Nora hayatı olduğu gibi kabullenmiş gibiydi; kötü bir deneyim yaşadı diye bütün deneyimlerin kötü olması gerekmiyordu. Hayatını acı çektiği için değil, acıyı dindirmenin bir yolu olmadığına kendini inandırdığı için bitirmek istediğini anlamıştı.
“Satrançta kazanmak istiyorsan, bir şey anlaman lazım“ dedi, Nora’nın tek derdi buymuş gibi.“Anlaman gereken şu: Oyun bitene kadar hiçbir şey bitmiş değildir. Elinde tek bir piyon kalmış olsa bitmez. Bir tarafta tek bir piyon ve şah varken, karşı tarafın bütün taşları duruyor olsa da, oyun devam eder. Sen bir piyon olsan da– ki belki hepimiz öyleyiz – piyonun en sihirli taş olduğunu asla unutmamalısın. Ufacık ve sıradan bir şey gibi görünebilir ama öyle değildir. Çünkü hiçbir piyon piyondan ibaret değildir. Bütün piyonlar kozadan çıkmayı bekleyen birer vezirdir. Senin tek yapman gereken, ilerlemeye devam etmenin bir yolunu bulmaktır.Her seferinde tek bir kare. Bu şekilde karşıya geçip bütün güçleri sahip olabilirsin.”

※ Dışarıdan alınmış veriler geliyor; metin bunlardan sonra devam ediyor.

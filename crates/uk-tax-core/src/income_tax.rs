use rust_decimal::Decimal;
use rust_decimal_macros::dec;
use serde::{Deserialize, Serialize};
use std::time::Instant;

use crate::bands::{self, apply_bands, BandCalculation, BandSlice, TaxBand};
use crate::national_insurance::{ni_liability, NiCategory};
use crate::schedule::TaxYearSchedule;
use crate::types::{ensure_non_negative, ratio_or_zero, round_money, with_metadata, ComputationOutput, Money, Rate};
use crate::TaxResult;

pub const BASIC_BAND: &str = "basic";
pub const HIGHER_BAND: &str = "higher";
pub const ADDITIONAL_BAND: &str = "additional";

/// Request shape used by the CLI and bindings.
#[derive(Debug, Clone, Serialize, Deserialize)]
pub struct IncomeTaxInput {
    pub gross_income: Money,
    #[serde(default)]
    pub schedule: TaxYearSchedule,
}

#[derive(Debug, Clone, PartialEq, Serialize, Deserialize)]
pub struct IncomeTaxOutput {
    pub gross_income: Money,
    /// Personal allowance after tapering
    pub personal_allowance: Money,
    /// Portion of the allowance actually set against income
    pub allowance_used: Money,
    pub taxable_income: Money,
    pub income_tax: Money,
    pub breakdown: Vec<BandSlice>,
    /// Band rate on the next pound of income
    pub marginal_rate: Rate,
    pub effective_rate: Rate,
}

/// Unrounded result shared with the other engines.
#[derive(Debug, Clone)]
pub(crate) struct IncomeTaxComputation {
    pub personal_allowance: Money,
    pub bands: BandCalculation,
}

impl IncomeTaxComputation {
    pub fn tax(&self) -> Money {
        self.bands.total_tax
    }

    pub fn taxable_income(&self) -> Money {
        self.bands.taxable_base
    }
}

/// Personal allowance after the £1-per-£2 taper above the taper threshold.
pub(crate) fn tapered_personal_allowance(income: Money, schedule: &TaxYearSchedule) -> Money {
    let it = schedule.income_tax();
    if income <= it.taper_threshold {
        return it.personal_allowance;
    }
    let reduction = (income - it.taper_threshold) / dec!(2);
    (it.personal_allowance - reduction).max(Decimal::ZERO)
}

/// Income tax band table on the taxable scale.
///
/// The basic band has a fixed width (`basic_rate_threshold −
/// personal_allowance`), so a tapered allowance does not widen it. The
/// additional rate starts at `additional_rate_threshold` of taxable income,
/// which is where the allowance has fully tapered away.
pub(crate) fn income_tax_bands(schedule: &TaxYearSchedule) -> Vec<TaxBand> {
    let it = schedule.income_tax();
    vec![
        TaxBand::new(
            BASIC_BAND,
            Some(it.basic_rate_threshold - it.personal_allowance),
            it.basic_rate,
        ),
        TaxBand::new(HIGHER_BAND, Some(it.additional_rate_threshold), it.higher_rate),
        TaxBand::new(ADDITIONAL_BAND, None, it.additional_rate),
    ]
}

pub(crate) fn income_tax_liability(gross_income: Money, schedule: &TaxYearSchedule) -> IncomeTaxComputation {
    let personal_allowance = tapered_personal_allowance(gross_income, schedule);
    let bands = apply_bands(gross_income, personal_allowance, &income_tax_bands(schedule));
    IncomeTaxComputation {
        personal_allowance,
        bands,
    }
}

/// Income-tax marginal band rate for someone with `gross_income`.
pub(crate) fn marginal_income_tax_rate(gross_income: Money, schedule: &TaxYearSchedule) -> Rate {
    let taxable = (gross_income - tapered_personal_allowance(gross_income, schedule)).max(Decimal::ZERO);
    bands::marginal_rate(taxable, &income_tax_bands(schedule))
}

/// Compute income tax on employment or trading income.
///
/// Tapers the personal allowance, then applies the basic, higher and
/// additional bands to what remains.
pub fn compute_income_tax(
    gross_income: Money,
    schedule: &TaxYearSchedule,
) -> TaxResult<ComputationOutput<IncomeTaxOutput>> {
    let start = Instant::now();
    let mut warnings: Vec<String> = Vec::new();

    ensure_non_negative("gross_income", gross_income)?;

    let computation = income_tax_liability(gross_income, schedule);
    let it = schedule.income_tax();
    if computation.personal_allowance < it.personal_allowance {
        warnings.push(format!(
            "Personal allowance tapered to {} (income above {}).",
            round_money(computation.personal_allowance),
            it.taper_threshold
        ));
    }

    let rounded = computation.bands.rounded();
    let output = IncomeTaxOutput {
        gross_income: round_money(gross_income),
        personal_allowance: round_money(computation.personal_allowance),
        allowance_used: round_money(computation.personal_allowance.min(gross_income)),
        taxable_income: rounded.taxable_base,
        income_tax: rounded.total_tax,
        breakdown: rounded.breakdown,
        marginal_rate: marginal_income_tax_rate(gross_income, schedule),
        effective_rate: ratio_or_zero(computation.tax(), gross_income),
    };
    tracing::debug!(
        gross_income = %gross_income,
        income_tax = %output.income_tax,
        "computed income tax"
    );

    let elapsed = start.elapsed().as_micros() as u64;
    Ok(with_metadata(
        "UK income tax: tapered personal allowance then basic/higher/additional bands",
        &serde_json::json!({
            "gross_income": gross_income.to_string(),
            "tax_year": schedule.label(),
            "personal_allowance": it.personal_allowance.to_string(),
            "taper_threshold": it.taper_threshold.to_string(),
        }),
        warnings,
        elapsed,
        output,
    ))
}

// ---------------------------------------------------------------------------
// PAYE
// ---------------------------------------------------------------------------

#[derive(Debug, Clone, Serialize, Deserialize)]
pub struct PayeInput {
    pub gross_salary: Money,
    #[serde(default)]
    pub pension_deduction: Money,
    #[serde(default)]
    pub schedule: TaxYearSchedule,
}

#[derive(Debug, Clone, PartialEq, Serialize, Deserialize)]
pub struct PayeOutput {
    pub gross_salary: Money,
    /// Pension deduction after capping at the annual allowance and at salary
    pub pension_deduction: Money,
    pub taxable_pay: Money,
    pub personal_allowance: Money,
    pub income_tax: Money,
    pub employee_ni: Money,
    pub total_deductions: Money,
    pub net_pay: Money,
}

/// Payroll view of a salary: income tax after a net-pay pension deduction,
/// Class 1 employee NI on the full salary, and take-home pay.
pub fn compute_paye(
    gross_salary: Money,
    pension_deduction: Money,
    schedule: &TaxYearSchedule,
) -> TaxResult<ComputationOutput<PayeOutput>> {
    let start = Instant::now();
    let mut warnings: Vec<String> = Vec::new();

    ensure_non_negative("gross_salary", gross_salary)?;
    ensure_non_negative("pension_deduction", pension_deduction)?;

    let annual_allowance = schedule.allowances().pension_annual_allowance;
    let deduction = pension_deduction.min(annual_allowance).min(gross_salary);
    if deduction < pension_deduction {
        let msg = format!(
            "Pension deduction {pension_deduction} capped at {} (annual allowance {annual_allowance}).",
            round_money(deduction)
        );
        tracing::warn!("{msg}");
        warnings.push(msg);
    }

    let taxable_pay = gross_salary - deduction;
    let it = income_tax_liability(taxable_pay, schedule);
    let ni = ni_liability(gross_salary, NiCategory::Employee, schedule);

    let income_tax = round_money(it.tax());
    let employee_ni = round_money(ni.contribution);
    let deduction = round_money(deduction);
    let total_deductions = income_tax + employee_ni + deduction;
    let output = PayeOutput {
        gross_salary: round_money(gross_salary),
        pension_deduction: deduction,
        taxable_pay: round_money(taxable_pay),
        personal_allowance: round_money(it.personal_allowance),
        income_tax,
        employee_ni,
        total_deductions,
        net_pay: round_money(gross_salary) - total_deductions,
    };
    tracing::debug!(gross_salary = %gross_salary, net_pay = %output.net_pay, "computed PAYE");

    let elapsed = start.elapsed().as_micros() as u64;
    Ok(with_metadata(
        "PAYE: income tax on salary less pension deduction, Class 1 NI on gross salary",
        &serde_json::json!({
            "gross_salary": gross_salary.to_string(),
            "pension_deduction": pension_deduction.to_string(),
            "tax_year": schedule.label(),
        }),
        warnings,
        elapsed,
        output,
    ))
}

#[cfg(test)]
mod tests {
    use super::*;

    fn schedule() -> TaxYearSchedule {
        TaxYearSchedule::uk_2025_26()
    }

    #[test]
    fn test_zero_income() {
        let out = compute_income_tax(Decimal::ZERO, &schedule()).unwrap().result;
        assert_eq!(out.income_tax, Decimal::ZERO);
        assert_eq!(out.effective_rate, Decimal::ZERO);
        assert!(out.breakdown.is_empty());
    }

    #[test]
    fn test_at_personal_allowance_is_zero() {
        let out = compute_income_tax(dec!(12_570), &schedule()).unwrap().result;
        assert_eq!(out.income_tax, Decimal::ZERO);
    }

    #[test]
    fn test_one_pound_over_allowance() {
        let out = compute_income_tax(dec!(12_571), &schedule()).unwrap().result;
        assert_eq!(out.income_tax, dec!(0.20));
        assert_eq!(out.marginal_rate, dec!(0.20));
    }

    #[test]
    fn test_basic_rate_taxpayer() {
        // (30,000 - 12,570) * 20% = 3,486
        let out = compute_income_tax(dec!(30_000), &schedule()).unwrap().result;
        assert_eq!(out.taxable_income, dec!(17_430));
        assert_eq!(out.income_tax, dec!(3_486));
    }

    #[test]
    fn test_higher_rate_taxpayer() {
        // basic 37,700 @ 20% = 7,540; higher (62,430 - 37,700) @ 40% = 9,892
        let out = compute_income_tax(dec!(75_000), &schedule()).unwrap().result;
        assert_eq!(out.income_tax, dec!(17_432));
        assert_eq!(out.marginal_rate, dec!(0.40));
    }

    #[test]
    fn test_taper_at_110k() {
        // allowance = 12,570 - 5,000 = 7,570; taxable 102,430
        // 7,540 + (102,430 - 37,700) * 40% = 7,540 + 25,892 = 33,432
        let out = compute_income_tax(dec!(110_000), &schedule()).unwrap();
        assert_eq!(out.result.personal_allowance, dec!(7_570));
        assert_eq!(out.result.income_tax, dec!(33_432));
        assert_eq!(out.warnings.len(), 1);
    }

    #[test]
    fn test_allowance_fully_tapered_at_125140() {
        let out = compute_income_tax(dec!(125_140), &schedule()).unwrap().result;
        assert_eq!(out.personal_allowance, Decimal::ZERO);
        // 7,540 + 87,440 * 40% = 42,516
        assert_eq!(out.income_tax, dec!(42_516));
        assert!(out.breakdown.iter().all(|s| s.label != ADDITIONAL_BAND));
    }

    #[test]
    fn test_additional_rate_taxpayer() {
        // 42,516 + (180,000 - 125,140) * 45% = 42,516 + 24,687 = 67,203
        let out = compute_income_tax(dec!(180_000), &schedule()).unwrap().result;
        assert_eq!(out.income_tax, dec!(67_203));
        assert_eq!(out.marginal_rate, dec!(0.45));
    }

    #[test]
    fn test_negative_income_rejected() {
        let err = compute_income_tax(dec!(-0.01), &schedule()).unwrap_err();
        assert_eq!(err.field(), Some("gross_income"));
    }

    #[test]
    fn test_allowance_used_below_allowance() {
        let out = compute_income_tax(dec!(8_000), &schedule()).unwrap().result;
        assert_eq!(out.personal_allowance, dec!(12_570));
        assert_eq!(out.allowance_used, dec!(8_000));
    }

    #[test]
    fn test_paye_with_pension_deduction() {
        // taxable 35,000 -> (35,000 - 12,570) * 20% = 4,486
        // NI on 40,000: 27,430 * 8% = 2,194.40
        let out = compute_paye(dec!(40_000), dec!(5_000), &schedule()).unwrap().result;
        assert_eq!(out.taxable_pay, dec!(35_000));
        assert_eq!(out.income_tax, dec!(4_486));
        assert_eq!(out.employee_ni, dec!(2_194.40));
        assert_eq!(out.net_pay, dec!(28_319.60));
    }

    #[test]
    fn test_paye_pension_capped_at_salary() {
        let out = compute_paye(dec!(10_000), dec!(15_000), &schedule()).unwrap();
        assert_eq!(out.result.pension_deduction, dec!(10_000));
        assert_eq!(out.result.net_pay, Decimal::ZERO);
        assert_eq!(out.warnings.len(), 1);
    }

    #[test]
    fn test_paye_negative_pension_rejected() {
        let err = compute_paye(dec!(10_000), dec!(-1), &schedule()).unwrap_err();
        assert_eq!(err.field(), Some("pension_deduction"));
    }
}
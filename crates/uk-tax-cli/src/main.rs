mod commands;
mod input;
mod logging;
mod output;

use clap::{Parser, Subcommand, ValueEnum};
use colored::Colorize;
use std::process;

use commands::optimize::OptimizeArgs;
use commands::reliefs::{AllowanceArgs, CapitalAllowancesArgs, PensionReliefArgs, RdReliefArgs};
use commands::tax::{
    CapitalGainsArgs, CorporationTaxArgs, DividendTaxArgs, IncomeTaxArgs, NationalInsuranceArgs,
    PayeArgs, PersonalTaxArgs,
};

/// UK tax liabilities and allocation planning
#[derive(Parser)]
#[command(
    name = "ukt",
    version,
    about = "UK tax liabilities and allocation planning",
    long_about = "Computes UK income tax, National Insurance, dividend, corporation \
                  and capital gains tax from a versioned tax-year schedule, and \
                  compares current and optimal income allocations for directors, \
                  sole traders, company owners and landlords."
)]
struct Cli {
    #[command(subcommand)]
    command: Commands,

    /// Output format
    #[arg(long, default_value = "json", global = true)]
    output: OutputFormat,

    /// Built-in schedule for a tax year, e.g. 2025-26
    #[arg(long, global = true)]
    tax_year: Option<String>,

    /// Schedule file (JSON or YAML); takes precedence over --tax-year
    #[arg(long, global = true)]
    schedule: Option<String>,

    /// Debug logging to stderr
    #[arg(long, short, global = true)]
    verbose: bool,
}

#[derive(Subcommand)]
enum Commands {
    /// Income tax on non-savings income, with allowance taper
    IncomeTax(IncomeTaxArgs),
    /// Payroll view: income tax, employee NI and net pay
    Paye(PayeArgs),
    /// Class 1 (employee or employer) or Class 4 National Insurance
    NationalInsurance(NationalInsuranceArgs),
    /// Dividend tax stacked on other income
    DividendTax(DividendTaxArgs),
    /// Corporation tax with marginal relief
    CorporationTax(CorporationTaxArgs),
    /// Capital gains tax
    CapitalGains(CapitalGainsArgs),
    /// Total personal tax across income sources
    PersonalTax(PersonalTaxArgs),
    /// Trading allowance versus itemised expenses
    TradingAllowance(AllowanceArgs),
    /// Property allowance versus itemised expenses
    PropertyAllowance(AllowanceArgs),
    /// Relief on a personal pension contribution
    PensionRelief(PensionReliefArgs),
    /// SME R&D enhanced deduction
    RdRelief(RdReliefArgs),
    /// Annual Investment Allowance claim
    CapitalAllowances(CapitalAllowancesArgs),
    /// Compare current and optimal allocation for a taxpayer archetype
    Optimize(OptimizeArgs),
    /// Print the active tax-year schedule
    Schedule,
    /// Print version information
    Version,
}

#[derive(Debug, Clone, ValueEnum)]
pub enum OutputFormat {
    Json,
    Table,
    Csv,
    Minimal,
}

fn main() {
    let cli = Cli::parse();
    logging::init_logging(cli.verbose);

    if let Commands::Version = cli.command {
        println!("ukt {}", env!("CARGO_PKG_VERSION"));
        return;
    }

    let schedule = match input::schedule::resolve_schedule(cli.tax_year.as_deref(), cli.schedule.as_deref()) {
        Ok(s) => s,
        Err(e) => {
            eprintln!("{}: {}", "error".red().bold(), e);
            process::exit(1);
        }
    };
    tracing::debug!(tax_year = schedule.label(), "schedule resolved");

    let result: Result<serde_json::Value, Box<dyn std::error::Error>> = match cli.command {
        Commands::IncomeTax(args) => commands::tax::run_income_tax(args, &schedule),
        Commands::Paye(args) => commands::tax::run_paye(args, &schedule),
        Commands::NationalInsurance(args) => commands::tax::run_national_insurance(args, &schedule),
        Commands::DividendTax(args) => commands::tax::run_dividend_tax(args, &schedule),
        Commands::CorporationTax(args) => commands::tax::run_corporation_tax(args, &schedule),
        Commands::CapitalGains(args) => commands::tax::run_capital_gains(args, &schedule),
        Commands::PersonalTax(args) => commands::tax::run_personal_tax(args, &schedule),
        Commands::TradingAllowance(args) => commands::reliefs::run_trading_allowance(args, &schedule),
        Commands::PropertyAllowance(args) => commands::reliefs::run_property_allowance(args, &schedule),
        Commands::PensionRelief(args) => commands::reliefs::run_pension_relief(args, &schedule),
        Commands::RdRelief(args) => commands::reliefs::run_rd_relief(args, &schedule),
        Commands::CapitalAllowances(args) => commands::reliefs::run_capital_allowances(args, &schedule),
        Commands::Optimize(args) => commands::optimize::run_optimize(args, &schedule),
        Commands::Schedule => commands::schedule::run_schedule(&schedule),
        Commands::Version => return,
    };

    match result {
        Ok(value) => {
            output::format_output(&cli.output, &value);
            process::exit(0);
        }
        Err(e) => {
            tracing::debug!(error = %e, "command failed");
            eprintln!("{}: {}", "error".red().bold(), e);
            process::exit(1);
        }
    }
}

Demek istediğim acıya karşı bağışıklık kazanmamızı sağlayacak bir yaşam tarzı olmadığını anlasak her şey çok daha kolay olurdu. Mutluluğun doğasında acınında olduğunu. Biri olmadan öbürünün de olmayacağını. Tabii ki farklı düzeylerde ve miktarlarda. Ama hiçbir hayatta sonsuza kadar saf bir mutluluk içinde olamayız.
Bir yerde uzun zaman kaldığınızda, dünyanın ne kadar büyük ve uçsuz buçaksız olduğunu unutuyordunuz. O enlem ve boylamların uzunluğunu algılamıyordunuz. Kendi içinizdeki uçsuz bucaksızlığıda algılayamadığımız gibi, diye düşündü Nora.